Marat n’est plus que la proie de la vengeance des autres, y compris celle du peintre David qui cherche d’abord à l’utiliser pour obtenir de lui l’exécution de ses beaux-parents et de sa femme (qui veut divorcer) avant d’avoir, devant le cadavre de son « ami », l’épiphanie de sa gloire. Notons que parmi les personnages dont la narration adopte le point de vue, David est à la fois le seul à être favorable à la Révolution et le seul à être animé par de vils desseins. Le point de vue de Marat n’est jamais adopté, au contraire de celui de son assassine, suivie à travers les différentes étapes de sa Passion homicide : la résolution, le départ de Normandie, l’arrivée à Paris, l’achat du couteau, la veillée d’arme, l’acte, la sérénité, le Tribunal révolutionnaire. Si l’auteure se préserve du kitsch d’une scène de guillotine, le reste du récit n’est qu’une variation apologétique de plus sur la tradition réactionnaire qui fait de Charlotte Corday une héroïne immaculée se sacrifiant pour sauver son pays de la folie révolutionnaire, tradition encore vivace (même Michel Onfray s’y est conformée), parfaitement déconstruite par l’historien Guillaume Mazeau dans sa thèse Le bain de l’histoire. Charlotte Corday et l’attentat contre Marat (1793-2009) (Champ Vallon, 2009) qui montre que de façon constante depuis au moins deux cents ans la postérité de Charlotte Corday écrase celle de Marat.

L’auteure explique dans un « prologue »  que, fascinée par la baignoire du crime aujourd’hui exposée au musée Grévin, elle découvre que celle-ci ne correspond pas à celle qu’a peinte David, révélation à l’origine d’un doute radical : « puisque David a menti sur la baignoire, peut-on être sûr que le reste est vrai ? » (p. 15). Passons sur le paradoxe qui consiste à offrir en contrepoint à une peinture « trompe-l’œil » (p. 16) un roman qui n’hésite pas à tordre à sa convenance les personnages « historiques » qu’il met en scène et à inventer des personnage-prétextes qui servent à illustrer au hasard les talents de médecin de Marat (Jane, la jeune anglaise, dont le père est mort a cause des « fioles de potion douteuse » que lui a prescrites ce « charlatan » p. 113-116) ou encore la violence de la foule révolutionnaire ivre de vengeance (Gros-Pierre le cocher qui ne semble se retrouver sous les fenêtres de Marat au moment de l’assassinat que pour finir pendu à « la lanterne du club des Cordeliers » par « un essaim qui bourdonne “À mort ! À mort !” » (p. 182), exécution sommaire qui n’a, il faut le préciser, rien de « vrai »[1])

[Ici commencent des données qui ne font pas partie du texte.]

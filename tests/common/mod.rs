// SPDX-License-Identifier: AGPL-3.0-or-later
//
// Copyright (C) 2026 Relational Network

//! Shared test harness: a mock DXP instance (wiremock) plus helpers to
//! build the service against it and mint RS256 bearer tokens with the
//! fixture keypair.

#![allow(dead_code)]

use std::time::Duration;

use jsonwebtoken::{encode, Algorithm, EncodingKey, Header};
use serde_json::{json, Value};
use wiremock::matchers::{method, path};
use wiremock::{Mock, MockServer, ResponseTemplate};

use lxc_resource_server::config::Config;
use lxc_resource_server::state::AppState;

/// Private key matching the JWKS fixture.
pub const SIGNING_KEY_PEM: &str = include_str!("../fixtures/rsa_2048.pem");
/// A second key that is NOT in the JWKS fixture.
pub const OTHER_KEY_PEM: &str = include_str!("../fixtures/rsa_2048_other.pem");
/// JWKS document published by the mock DXP instance.
pub const JWKS_JSON: &str = include_str!("../fixtures/jwks.json");

/// client_id registered for the configured external reference code.
pub const REGISTERED_CLIENT_ID: &str = "id-12345";

pub struct MockDxp {
    pub server: MockServer,
}

impl MockDxp {
    pub async fn start() -> Self {
        Self {
            server: MockServer::start().await,
        }
    }

    /// Service configuration pointing at this mock instance.
    pub fn config(&self) -> Config {
        let uri = self.server.uri();
        let main_domain = uri
            .strip_prefix("http://")
            .expect("mock server uri is http")
            .to_string();

        Config {
            domains: vec!["app.example.com".to_string()],
            main_domain,
            server_protocol: "http".to_string(),
            external_reference_code: "liferay-sample-oauth".to_string(),
            client_id: "admin-client-id".to_string(),
            client_secret: "admin-client-secret".to_string(),
            jwks_uri_path: "/o/oauth2/jwks".to_string(),
            ready_path: "/ready".to_string(),
            enforce_expiration: false,
            http_timeout: Duration::from_secs(5),
            jwks_cache_ttl: Duration::from_secs(300),
            admin_token_ttl: Duration::from_secs(300),
        }
    }

    pub fn state(&self) -> AppState {
        AppState::new(self.config()).expect("state builds")
    }

    pub fn state_with(&self, adjust: impl FnOnce(&mut Config)) -> AppState {
        let mut config = self.config();
        adjust(&mut config);
        AppState::new(config).expect("state builds")
    }

    /// Serve the fixture JWKS document.
    pub async fn mock_jwks(&self) {
        let jwks: Value = serde_json::from_str(JWKS_JSON).unwrap();
        Mock::given(method("GET"))
            .and(path("/o/oauth2/jwks"))
            .respond_with(ResponseTemplate::new(200).set_body_json(jwks))
            .mount(&self.server)
            .await;
    }

    /// Serve a failing JWKS endpoint.
    pub async fn mock_jwks_status(&self, status: u16) {
        Mock::given(method("GET"))
            .and(path("/o/oauth2/jwks"))
            .respond_with(ResponseTemplate::new(status))
            .mount(&self.server)
            .await;
    }

    /// Serve OAuth application metadata with the given client_id.
    pub async fn mock_application(&self, client_id: &str) {
        Mock::given(method("GET"))
            .and(path("/o/oauth2/application"))
            .respond_with(
                ResponseTemplate::new(200).set_body_json(json!({ "client_id": client_id })),
            )
            .mount(&self.server)
            .await;
    }

    /// Serve a successful client-credentials grant.
    pub async fn mock_token_grant(&self) {
        Mock::given(method("POST"))
            .and(path("/o/oauth2/token"))
            .respond_with(ResponseTemplate::new(200).set_body_json(json!({
                "token_type": "Bearer",
                "access_token": "admin-access-token",
                "expires_in": 600
            })))
            .mount(&self.server)
            .await;
    }

    /// Serve a failing client-credentials grant.
    pub async fn mock_token_grant_status(&self, status: u16) {
        Mock::given(method("POST"))
            .and(path("/o/oauth2/token"))
            .respond_with(ResponseTemplate::new(status))
            .mount(&self.server)
            .await;
    }

    /// Serve the user-accounts collection.
    pub async fn mock_user_accounts(&self, items: Value) {
        Mock::given(method("GET"))
            .and(path("/o/headless-admin-user/v1.0/user-accounts"))
            .respond_with(
                ResponseTemplate::new(200).set_body_json(json!({ "items": items })),
            )
            .mount(&self.server)
            .await;
    }

    /// Happy path: JWKS, matching application, grant, and one user account.
    pub async fn mock_happy_path(&self, email: &str) {
        self.mock_jwks().await;
        self.mock_application(REGISTERED_CLIENT_ID).await;
        self.mock_token_grant().await;
        self.mock_user_accounts(json!([{
            "id": 20124,
            "emailAddress": email,
            "name": "Test User"
        }]))
        .await;
    }
}

/// Mint an RS256 token over the given claims with the fixture signing key.
pub fn sign_token(claims: Value) -> String {
    sign_token_with(claims, SIGNING_KEY_PEM)
}

/// Mint an RS256 token with an arbitrary PEM key.
pub fn sign_token_with(claims: Value, pem: &str) -> String {
    encode(
        &Header::new(Algorithm::RS256),
        &claims,
        &EncodingKey::from_rsa_pem(pem.as_bytes()).expect("fixture key parses"),
    )
    .expect("token signs")
}

/// Claims of a typical user-agent token.
pub fn user_claims(email: &str) -> Value {
    json!({
        "client_id": REGISTERED_CLIENT_ID,
        "username": email,
        "scope": "everything",
        "exp": 4_000_000_000u64
    })
}
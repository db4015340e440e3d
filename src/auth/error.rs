// SPDX-License-Identifier: AGPL-3.0-or-later
//
// Copyright (C) 2026 Relational Network

//! Authentication errors.
//!
//! The response bodies here are part of the wire contract with existing
//! clients: every authentication failure maps to a 401 with one of three
//! fixed plain-text bodies. Diagnostic detail never leaves the server; the
//! middleware logs it instead.

use axum::{
    http::StatusCode,
    response::{IntoResponse, Response},
};

/// Authentication failure reasons.
#[derive(Debug, thiserror::Error)]
pub enum AuthError {
    /// No `Authorization` header on the request.
    #[error("no authorization header")]
    MissingAuthHeader,

    /// The JWKS endpoint returned a non-200 status, was unreachable, or
    /// produced a body that is not a key set.
    #[error("failed to fetch JWKS: {0}")]
    JwksFetch(String),

    /// The JWKS document contained no usable signing key.
    #[error("no signing key available in JWKS")]
    NoSigningKey,

    /// Signature, algorithm, or structural verification failed.
    #[error("token verification failed: {0}")]
    TokenVerification(String),

    /// The OAuth application metadata lookup failed.
    #[error("application metadata lookup failed: {0}")]
    ApplicationLookup(String),

    /// The token's `client_id` claim does not match the registered
    /// application's client id.
    #[error("token client_id does not match the registered application")]
    ClientIdMismatch,
}

impl AuthError {
    /// Fixed response body for this rejection.
    pub fn body(&self) -> &'static str {
        match self {
            AuthError::MissingAuthHeader => "No authorization header",
            AuthError::JwksFetch(_)
            | AuthError::NoSigningKey
            | AuthError::TokenVerification(_)
            | AuthError::ApplicationLookup(_) => "Invalid authorization header",
            AuthError::ClientIdMismatch => "Invalid authorization",
        }
    }
}

impl IntoResponse for AuthError {
    fn into_response(self) -> Response {
        (StatusCode::UNAUTHORIZED, self.body()).into_response()
    }
}
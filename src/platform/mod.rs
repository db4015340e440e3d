// SPDX-License-Identifier: AGPL-3.0-or-later
//
// Copyright (C) 2026 Relational Network

//! DXP platform client.
//!
//! - `endpoints` — typed URL construction for every DXP endpoint this
//!   service calls; no string concatenation of caller-supplied values.
//! - `client` — client-credentials token management and the generic REST
//!   invoker used by feature endpoints.

pub mod client;
pub mod endpoints;

pub use client::{
    AdminToken, ApplicationMetadata, Payload, PlatformClient, PlatformError, ResponseKind,
};
pub use endpoints::Endpoints;
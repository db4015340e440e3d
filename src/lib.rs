// SPDX-License-Identifier: AGPL-3.0-or-later
//
// Copyright (C) 2026 Relational Network

//! LXC Resource Server - OAuth2 resource server for Liferay client extensions
//!
//! This crate authenticates inbound requests against a Liferay DXP instance
//! (JWKS-verified bearer JWTs, client-id checked against the registered
//! OAuth application), gates cross-origin access to a configured domain
//! allow-list, and calls the DXP headless REST APIs on the service's own
//! behalf using a cached client-credentials grant.
//!
//! ## Modules
//!
//! - `api` - HTTP API handlers and router assembly (Axum)
//! - `auth` - JWKS resolution, token verification, auth middleware
//! - `cors` - CORS gate over the configured allow-list
//! - `platform` - DXP endpoints, credential manager, REST invoker

pub mod api;
pub mod auth;
pub mod config;
pub mod cors;
pub mod error;
pub mod platform;
pub mod state;
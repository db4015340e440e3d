// SPDX-License-Identifier: AGPL-3.0-or-later
//
// Copyright (C) 2026 Relational Network

//! Decoded bearer-token claims.

use serde::{Deserialize, Serialize};
use serde_json::Value;

/// Claims decoded from a verified bearer token.
///
/// `client_id` is the only claim this service interprets itself (it is
/// checked against the registered OAuth application). Everything else is
/// kept verbatim in `extra` so handlers can select whichever claim
/// represents the identity they need — user-agent tokens carry a
/// `username` claim, client-credentials tokens do not.
#[derive(Debug, Clone, Serialize, Deserialize)]
pub struct TokenClaims {
    /// OAuth client id the token was issued to.
    pub client_id: String,

    /// All remaining claims, unmodified.
    #[serde(flatten)]
    pub extra: serde_json::Map<String, Value>,
}

impl TokenClaims {
    /// Look up a claim by name (other than `client_id`).
    pub fn claim(&self, name: &str) -> Option<&Value> {
        self.extra.get(name)
    }

    /// Look up a string-valued claim by name.
    pub fn claim_str(&self, name: &str) -> Option<&str> {
        self.claim(name).and_then(Value::as_str)
    }
}

#[cfg(test)]
mod tests {
    use super::*;
    use serde_json::json;

    #[test]
    fn deserializes_client_id_and_keeps_the_rest() {
        let claims: TokenClaims = serde_json::from_value(json!({
            "client_id": "id-12345",
            "username": "test@liferay.com",
            "exp": 1700003600,
            "scope": "everything"
        }))
        .unwrap();

        assert_eq!(claims.client_id, "id-12345");
        assert_eq!(claims.claim_str("username"), Some("test@liferay.com"));
        assert_eq!(claims.claim("exp"), Some(&json!(1700003600)));
    }

    #[test]
    fn missing_client_id_fails_deserialization() {
        let result: Result<TokenClaims, _> =
            serde_json::from_value(json!({ "username": "test@liferay.com" }));
        assert!(result.is_err());
    }

    #[test]
    fn claim_str_is_none_for_non_strings() {
        let claims: TokenClaims = serde_json::from_value(json!({
            "client_id": "id-12345",
            "exp": 1700003600
        }))
        .unwrap();
        assert_eq!(claims.claim_str("exp"), None);
        assert_eq!(claims.claim_str("absent"), None);
    }
}
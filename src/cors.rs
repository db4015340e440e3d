// SPDX-License-Identifier: AGPL-3.0-or-later
//
// Copyright (C) 2026 Relational Network

//! CORS gate.
//!
//! Cross-origin access is restricted to the configured domain allow-list
//! (each domain combined with the configured protocol). The ready path is
//! exempt so platform probes work from anywhere. Preflight handling comes
//! from `tower_http`'s CORS middleware; this module only supplies the
//! origin decision.

use axum::http::{HeaderValue, Method};
use tower_http::cors::{AllowOrigin, Any, CorsLayer};

use crate::config::Config;

pub fn cors_layer(config: &Config) -> CorsLayer {
    let allow_list = config.allow_list();
    let ready_path = config.ready_path.clone();

    CorsLayer::new()
        .allow_origin(AllowOrigin::predicate(
            move |origin: &HeaderValue, parts: &axum::http::request::Parts| {
                if parts.uri.path() == ready_path {
                    return true;
                }
                origin_allowed(origin, &allow_list)
            },
        ))
        .allow_methods([
            Method::GET,
            Method::POST,
            Method::PUT,
            Method::DELETE,
            Method::OPTIONS,
        ])
        .allow_headers(Any)
}

fn origin_allowed(origin: &HeaderValue, allow_list: &[String]) -> bool {
    match origin.to_str() {
        Ok(origin) => allow_list.iter().any(|allowed| allowed == origin),
        Err(_) => false,
    }
}
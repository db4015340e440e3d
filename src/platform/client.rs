// SPDX-License-Identifier: AGPL-3.0-or-later
//
// Copyright (C) 2026 Relational Network

//! DXP platform REST client.
//!
//! Owns the service's own (client-credentials) identity: obtains admin
//! access tokens, caches them until shortly before expiry, and wraps every
//! outbound headless API call with standard JSON headers plus bearer
//! authorization.

use std::sync::Arc;
use std::time::{Duration, Instant};

use reqwest::header::{ACCEPT, AUTHORIZATION, CONTENT_TYPE};
use reqwest::Method;
use serde::Deserialize;
use serde_json::Value;
use tokio::sync::RwLock;
use url::Url;

use super::endpoints::Endpoints;

/// Leeway subtracted from `expires_in` when caching admin tokens.
const TOKEN_EXPIRY_LEEWAY: Duration = Duration::from_secs(30);

#[derive(Debug, thiserror::Error)]
pub enum PlatformError {
    /// Client-credentials grant rejected or unreachable.
    #[error("Failed to fetch admin token: {0}")]
    TokenGrant(String),

    /// Upstream call returned a non-success status.
    #[error("{method} {endpoint} returned {status}")]
    Request {
        method: Method,
        endpoint: String,
        status: reqwest::StatusCode,
    },

    /// Transport-level failure before a status was received.
    #[error("{method} {endpoint} failed: {source}")]
    Transport {
        method: Method,
        endpoint: String,
        #[source]
        source: reqwest::Error,
    },

    /// Upstream body could not be parsed as expected.
    #[error("invalid response from {endpoint}: {reason}")]
    InvalidResponse { endpoint: String, reason: String },

    /// Lookup matched nothing.
    #[error("{0}")]
    NotFound(String),
}

/// Access token obtained via the client-credentials grant.
#[derive(Debug, Clone, Deserialize)]
pub struct AdminToken {
    pub token_type: String,
    pub access_token: String,
    #[serde(default)]
    pub expires_in: Option<u64>,
}

/// Registered OAuth application metadata, keyed by external reference code.
#[derive(Debug, Clone, Deserialize)]
pub struct ApplicationMetadata {
    pub client_id: String,
}

/// Parsed response of the generic invoker.
#[derive(Debug)]
pub enum Payload {
    Json(Value),
    Text(String),
}

#[derive(Debug, Clone, Copy, PartialEq, Eq)]
pub enum ResponseKind {
    Json,
    Text,
}

struct CachedToken {
    token: AdminToken,
    fetched_at: Instant,
    ttl: Duration,
}

impl CachedToken {
    fn is_fresh(&self) -> bool {
        self.fetched_at.elapsed() < self.ttl
    }
}

/// REST client for the DXP instance, authenticated as the service itself.
#[derive(Clone)]
pub struct PlatformClient {
    http: reqwest::Client,
    endpoints: Endpoints,
    fallback_token_ttl: Duration,
    // One admin client per process, so a single cache slot suffices.
    token_cache: Arc<RwLock<Option<CachedToken>>>,
}

impl PlatformClient {
    pub fn new(endpoints: Endpoints, http: reqwest::Client, fallback_token_ttl: Duration) -> Self {
        Self {
            http,
            endpoints,
            fallback_token_ttl,
            token_cache: Arc::new(RwLock::new(None)),
        }
    }

    /// Obtain an admin access token via the client-credentials grant.
    ///
    /// Tokens are cached until `expires_in` minus a leeway, or the
    /// configured fallback TTL when the grant response carries no lifetime.
    pub async fn admin_token(&self) -> Result<AdminToken, PlatformError> {
        {
            let cache = self.token_cache.read().await;
            if let Some(cached) = &*cache {
                if cached.is_fresh() {
                    return Ok(cached.token.clone());
                }
            }
        }

        let token = self.fetch_admin_token().await?;

        let ttl = token
            .expires_in
            .map(|secs| Duration::from_secs(secs).saturating_sub(TOKEN_EXPIRY_LEEWAY))
            .unwrap_or(self.fallback_token_ttl);

        {
            let mut cache = self.token_cache.write().await;
            *cache = Some(CachedToken {
                token: token.clone(),
                fetched_at: Instant::now(),
                ttl,
            });
        }

        Ok(token)
    }

    async fn fetch_admin_token(&self) -> Result<AdminToken, PlatformError> {
        let response = self
            .http
            .post(self.endpoints.token_url())
            .header(CONTENT_TYPE, "application/x-www-form-urlencoded")
            .send()
            .await
            .map_err(|e| PlatformError::TokenGrant(e.to_string()))?;

        let status = response.status();
        if !status.is_success() {
            return Err(PlatformError::TokenGrant(format!(
                "{} {}",
                status.as_u16(),
                status.canonical_reason().unwrap_or("unknown")
            )));
        }

        response
            .json::<AdminToken>()
            .await
            .map_err(|e| PlatformError::TokenGrant(format!("invalid token response: {e}")))
    }

    /// Fetch the registered OAuth application's metadata.
    ///
    /// This endpoint is public; no admin token is attached.
    pub async fn application_metadata(&self) -> Result<ApplicationMetadata, PlatformError> {
        let url = self.endpoints.application_url();
        let endpoint = url.path().to_string();

        let response = self
            .http
            .get(url)
            .send()
            .await
            .map_err(|source| PlatformError::Transport {
                method: Method::GET,
                endpoint: endpoint.clone(),
                source,
            })?;

        let status = response.status();
        if !status.is_success() {
            return Err(PlatformError::Request {
                method: Method::GET,
                endpoint,
                status,
            });
        }

        response
            .json::<ApplicationMetadata>()
            .await
            .map_err(|e| PlatformError::InvalidResponse {
                endpoint,
                reason: e.to_string(),
            })
    }

    /// Generic authenticated call against a DXP endpoint.
    ///
    /// A JSON body is attached only for POST and PUT. The response is
    /// parsed as JSON for GET requests or when `kind` is
    /// [`ResponseKind::Json`]; raw text otherwise.
    pub async fn request(
        &self,
        method: Method,
        url: Url,
        body: Option<&Value>,
        kind: ResponseKind,
    ) -> Result<Payload, PlatformError> {
        let token = self.admin_token().await?;
        let endpoint = url.path().to_string();

        let mut builder = self
            .http
            .request(method.clone(), url)
            .header(ACCEPT, "application/json")
            .header(CONTENT_TYPE, "application/json")
            .header(
                AUTHORIZATION,
                format!("{} {}", token.token_type, token.access_token),
            );

        if let Some(body) = body {
            if method == Method::POST || method == Method::PUT {
                builder = builder.json(body);
            }
        }

        let response = builder
            .send()
            .await
            .map_err(|source| PlatformError::Transport {
                method: method.clone(),
                endpoint: endpoint.clone(),
                source,
            })?;

        let status = response.status();
        if !status.is_success() {
            return Err(PlatformError::Request {
                method,
                endpoint,
                status,
            });
        }

        if method == Method::GET || kind == ResponseKind::Json {
            let value =
                response
                    .json::<Value>()
                    .await
                    .map_err(|e| PlatformError::InvalidResponse {
                        endpoint,
                        reason: e.to_string(),
                    })?;
            Ok(Payload::Json(value))
        } else {
            let text = response
                .text()
                .await
                .map_err(|e| PlatformError::InvalidResponse {
                    endpoint,
                    reason: e.to_string(),
                })?;
            Ok(Payload::Text(text))
        }
    }

    /// Look up a user account by email address; first match wins.
    pub async fn user_account_by_email(&self, email: &str) -> Result<Value, PlatformError> {
        let url = self.endpoints.user_accounts_url(email);
        let endpoint = url.path().to_string();

        let payload = self
            .request(Method::GET, url, None, ResponseKind::Json)
            .await?;

        let Payload::Json(body) = payload else {
            return Err(PlatformError::InvalidResponse {
                endpoint,
                reason: "expected a JSON collection".to_string(),
            });
        };

        let items = body
            .get("items")
            .and_then(Value::as_array)
            .ok_or_else(|| PlatformError::InvalidResponse {
                endpoint,
                reason: "missing items array".to_string(),
            })?;

        items
            .first()
            .cloned()
            .ok_or_else(|| PlatformError::NotFound(format!("User with email {email} not found")))
    }
}
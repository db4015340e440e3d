// SPDX-License-Identifier: AGPL-3.0-or-later
//
// Copyright (C) 2026 Relational Network

//! User endpoints.

use axum::{extract::State, Extension, Json};
use serde_json::Value;
use tracing::error;

use crate::auth::TokenClaims;
use crate::error::ApiError;
use crate::platform::PlatformError;
use crate::state::AppState;

/// End-user identity claim consumed by [`user_details`].
///
/// Contract: user-agent tokens issued by DXP carry the end user's email in
/// `username`. Client-credentials tokens do not carry it, in which case the
/// lookup legitimately reports not-found. The middleware attaches the full
/// claims object; this handler alone decides which claim it reads.
const IDENTITY_CLAIM: &str = "username";

/// Fetch the authenticated user's DXP account.
///
/// Requires the auth middleware: claims must already be attached to the
/// request.
#[utoipa::path(
    get,
    path = "/user-details",
    tag = "Users",
    security(("bearer" = [])),
    responses(
        (status = 200, description = "User account", body = Object),
        (status = 401, description = "Unauthorized - invalid or missing token"),
        (status = 404, description = "No user account for the token's identity"),
        (status = 500, description = "DXP lookup failed"),
    )
)]
pub async fn user_details(
    State(state): State<AppState>,
    Extension(claims): Extension<TokenClaims>,
) -> Result<Json<Value>, ApiError> {
    let Some(email) = claims.claim_str(IDENTITY_CLAIM) else {
        return Err(ApiError::not_found("User not found"));
    };

    match state.platform.user_account_by_email(email).await {
        Ok(user) => Ok(Json(user)),
        Err(PlatformError::NotFound(detail)) => {
            error!(error = %detail, "user account lookup matched nothing");
            Err(ApiError::not_found("User not found"))
        }
        Err(err) => {
            error!(error = %err, "error fetching user account");
            Err(ApiError::internal("Unable to retrieve user"))
        }
    }
}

Le geste de David, qui ne peint pas Corday (« rejetée dans les ténèbres », p. 16), est en réalité illusoire ; comme le montre Guillaume Mazeau, il est déjà trop tard, dès l’été 1793, la figure de l’« ange de l’assassinat » est partout. Gwenaële Robert va plus loin, au-delà de Corday, ce sont tous les « damnés de la Révolution » qu’elle entend convoquer :

« L’histoire est aussi-là, dans les culs-de-basse-fosse, dans les caves, les cachots, les égouts où l’on s’est caché. Au fond de la Loire où l’on a jeté les corps des Vendéens, deux par deux, pieds et poings liés. Au fond des paniers où ont roulé les têtes des guillotinés. Au fond des cryptes où l’on a profané les tombeaux des rois. Elle a laissé ses traces au fond des baignoires de cuivre noir. Il suffit de se pencher et de tendre l’oreille pour entendre sa plainte sous la parade bruyante des commémorations » (p. 17).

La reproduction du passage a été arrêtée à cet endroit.